Tableau Prep is a tool used to build relational databases, manipulate and clean data, and ultimately organize and modify a collection of disparate datasets into a usable format. As you use Prep you will be building a "data flow" that will detail at each step what changes are made. In this guide we will be showing an overview of a number of features in Prep, but by no means are exhausting their potential. When you are manipulating the client's data, make sure you have a clear understanding of what your end goal is, and what steps you are using to get there. Joining the data at incorrect fields, or mistyping a calculation can misrepresent the data, which is a serious mistake. When in doubt, ask or write down your logic. 

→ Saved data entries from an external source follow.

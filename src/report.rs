/*!
Plain-text views of a price series for local runs: a line summary, a moving average and a histogram
*/
use crate::data::PriceSeries;
use crate::service::Forecast;
use crate::{CpuFloat, Error, Result};
use itertools::{Itertools, MinMaxResult};
use std::fmt::Write;
use ta::indicators::SimpleMovingAverage;
use ta::Next;

/// The default number of histogram bins
pub const DEFAULT_BINS: usize = 30;

/// Summary statistics of a series
#[derive(Debug, Clone, PartialEq)]
pub struct SeriesSummary {
    /// Number of points
    pub count: usize,
    /// First close
    pub first: CpuFloat,
    /// Last close
    pub last: CpuFloat,
    /// Lowest close
    pub min: CpuFloat,
    /// Highest close
    pub max: CpuFloat,
    /// Mean close
    pub mean: CpuFloat,
    /// Change from first to last, in percent
    pub change_pct: CpuFloat,
    /// Simple moving average of the last `sma_period` closes, if the series is long enough
    pub sma: Option<CpuFloat>,
    /// The moving average period
    pub sma_period: usize,
}

impl SeriesSummary {
    /// Summarize a series, with a moving average over `sma_period` closes
    pub fn new(series: &PriceSeries, sma_period: usize) -> Result<SeriesSummary> {
        let closes = series.closes();
        let (min, max) = match closes.iter().copied().minmax_by(|a, b| a.total_cmp(b)) {
            MinMaxResult::NoElements => {
                return Err(Error::InsufficientHistory {
                    available: 0,
                    required: 1,
                })
            }
            MinMaxResult::OneElement(x) => (x, x),
            MinMaxResult::MinMax(min, max) => (min, max),
        };
        let first = closes[0];
        let last = closes[closes.len() - 1];
        let mean = closes.iter().sum::<CpuFloat>() / closes.len() as CpuFloat;
        let sma = if sma_period > 0 && closes.len() >= sma_period {
            let mut indicator = SimpleMovingAverage::new(sma_period)
                .map_err(|err| Error::InvalidArgument(format!("{:?}", err)))?;
            closes.iter().map(|&close| indicator.next(close)).last()
        } else {
            None
        };
        Ok(SeriesSummary {
            count: closes.len(),
            first,
            last,
            min,
            max,
            mean,
            change_pct: if first != 0.0 {
                (last - first) / first * 100.0
            } else {
                0.0
            },
            sma,
            sma_period,
        })
    }
}

/// One histogram bucket, covering `[lo, hi)` (the last bucket also includes `hi`)
#[derive(Debug, Clone, PartialEq)]
pub struct Bin {
    /// Lower edge
    pub lo: CpuFloat,
    /// Upper edge
    pub hi: CpuFloat,
    /// Values falling in this bucket
    pub count: usize,
}

/// Bucket values into `bins` equal-width bins spanning their range. A constant input lands in one bin.
pub fn histogram(values: &[CpuFloat], bins: usize) -> Vec<Bin> {
    let (lo, hi) = match values.iter().copied().minmax_by(|a, b| a.total_cmp(b)) {
        MinMaxResult::NoElements => return Vec::new(),
        MinMaxResult::OneElement(x) => (x, x),
        MinMaxResult::MinMax(lo, hi) => (lo, hi),
    };
    if bins == 0 {
        return Vec::new();
    }
    if lo == hi {
        return vec![Bin {
            lo,
            hi,
            count: values.len(),
        }];
    }
    let width = (hi - lo) / bins as CpuFloat;
    let mut result: Vec<Bin> = (0..bins)
        .map(|i| Bin {
            lo: lo + width * i as CpuFloat,
            hi: if i + 1 == bins {
                hi
            } else {
                lo + width * (i + 1) as CpuFloat
            },
            count: 0,
        })
        .collect();
    for &value in values {
        let i = (((value - lo) / width) as usize).min(bins - 1);
        result[i].count += 1;
    }
    result
}

/// Render a summary, a histogram and a forecast as text
pub fn render(
    ticker: &str,
    summary: &SeriesSummary,
    bins: &[Bin],
    forecast: Option<&Forecast>,
) -> String {
    let mut out = String::new();
    let _ = writeln!(out, "{} over {} closes", ticker, summary.count);
    let _ = writeln!(
        out,
        "  first {:.2}  last {:.2}  change {:+.2}%",
        summary.first, summary.last, summary.change_pct
    );
    let _ = writeln!(
        out,
        "  min {:.2}  max {:.2}  mean {:.2}",
        summary.min, summary.max, summary.mean
    );
    if let Some(sma) = summary.sma {
        let _ = writeln!(out, "  sma({}) {:.2}", summary.sma_period, sma);
    }

    let widest = bins.iter().map(|bin| bin.count).max().unwrap_or(0).max(1);
    let _ = writeln!(out, "\nclose price distribution");
    for bin in bins {
        let bar = "#".repeat((bin.count * 40 + widest - 1) / widest);
        let _ = writeln!(
            out,
            "  {:>10.2} .. {:<10.2} {:>4} {}",
            bin.lo, bin.hi, bin.count, bar
        );
    }

    if let Some(forecast) = forecast {
        let _ = writeln!(
            out,
            "\npredicted closes ({} training windows, final loss {})",
            forecast.training_windows,
            forecast
                .final_loss
                .map(|loss| format!("{:.6}", loss))
                .unwrap_or_else(|| "n/a".to_string())
        );
        for (i, prediction) in forecast.predictions.iter().enumerate() {
            let _ = writeln!(out, "  {:>2}: {:.2}", i + 1, prediction);
        }
    }
    out
}

#[cfg(test)]
mod tests {
    use super::*;
    use crate::data::PricePoint;
    use crate::util::from_unix;

    fn series(closes: &[f64]) -> PriceSeries {
        PriceSeries::new(
            closes
                .iter()
                .enumerate()
                .map(|(i, &c)| PricePoint {
                    t: from_unix(86_400 * i as i64, 0).unwrap(),
                    c,
                })
                .collect(),
        )
        .unwrap()
    }

    #[test]
    fn summary() {
        let summary = SeriesSummary::new(&series(&[10.0, 12.0, 8.0, 11.0]), 2).unwrap();
        assert_eq!(summary.count, 4);
        assert_eq!(summary.min, 8.0);
        assert_eq!(summary.max, 12.0);
        assert_eq!(summary.mean, 10.25);
        assert!((summary.change_pct - 10.0).abs() < 1e-9);
        assert_eq!(summary.sma, Some(9.5));
        assert_eq!(SeriesSummary::new(&series(&[1.0]), 5).unwrap().sma, None);
        assert!(SeriesSummary::new(&series(&[]), 5).is_err());
    }

    #[test]
    fn histogram_counts_everything() {
        let values: Vec<f64> = (0..100).map(|i| i as f64).collect();
        let bins = histogram(&values, DEFAULT_BINS);
        assert_eq!(bins.len(), 30);
        assert_eq!(bins.iter().map(|bin| bin.count).sum::<usize>(), 100);
        assert_eq!(bins[29].hi, 99.0);
        assert!(bins[29].count > 0);

        let flat = histogram(&[3.0; 7], DEFAULT_BINS);
        assert_eq!(flat, vec![Bin { lo: 3.0, hi: 3.0, count: 7 }]);
        assert!(histogram(&[], DEFAULT_BINS).is_empty());
    }

    #[test]
    fn renders_predictions() {
        let s = series(&[10.0, 11.0, 12.0]);
        let summary = SeriesSummary::new(&s, 2).unwrap();
        let forecast = Forecast {
            ticker: "T".into(),
            predictions: vec![12.5, 13.25],
            training_windows: 340,
            final_loss: Some(0.001),
        };
        let text = render("T", &summary, &histogram(&s.closes(), 3), Some(&forecast));
        assert!(text.contains("T over 3 closes"));
        assert!(text.contains("sma(2) 11.50"));
        assert!(text.contains("340 training windows"));
        assert!(text.contains(" 2: 13.25"));
    }
}
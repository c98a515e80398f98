/*!
Forecast near-future stock closing prices with a small LSTM, written in Rust using PyTorch bindings.

Prices come from the [Yahoo Finance](https://finance.yahoo.com/) chart API (or an offline CSV directory, or a
seeded random walk), are min-max scaled into fixed-length windows, and fed to a freshly trained two layer LSTM.
The pipeline is exposed both as an HTTP API (see [`server`]) and as a local command line run.
*/
#![forbid(missing_docs)]

pub mod config;
pub mod data;
pub mod error;
pub mod logging;
pub mod lstm;
pub mod report;
pub mod server;
pub mod service;
pub mod util;

pub use error::{Error, Result};

/// The floating point type to be used for CPU calculations
pub type CpuFloat = f64;

/// The floating point type to be used for GPU calculations
pub type GpuFloat = f32;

This guide will use a collection of lemur data, which we have kindly been given permission to use by Meredith Semel and the Global Change Center at VT. The two tables can be found here:

  • Feeding Data
  • Behavioral Data
  • Ethogram and Key (has the explanation for most abbreviations used within the data)
  • This data is broken into 11 sites, each a different location in Madagascar where the data was collected. The feeding data focuses on lemur feeding preferences, frequency, and amount, along with data about the trees feed on. The behavioral data includes observations about what the lemurs were seen doing throughout the day. 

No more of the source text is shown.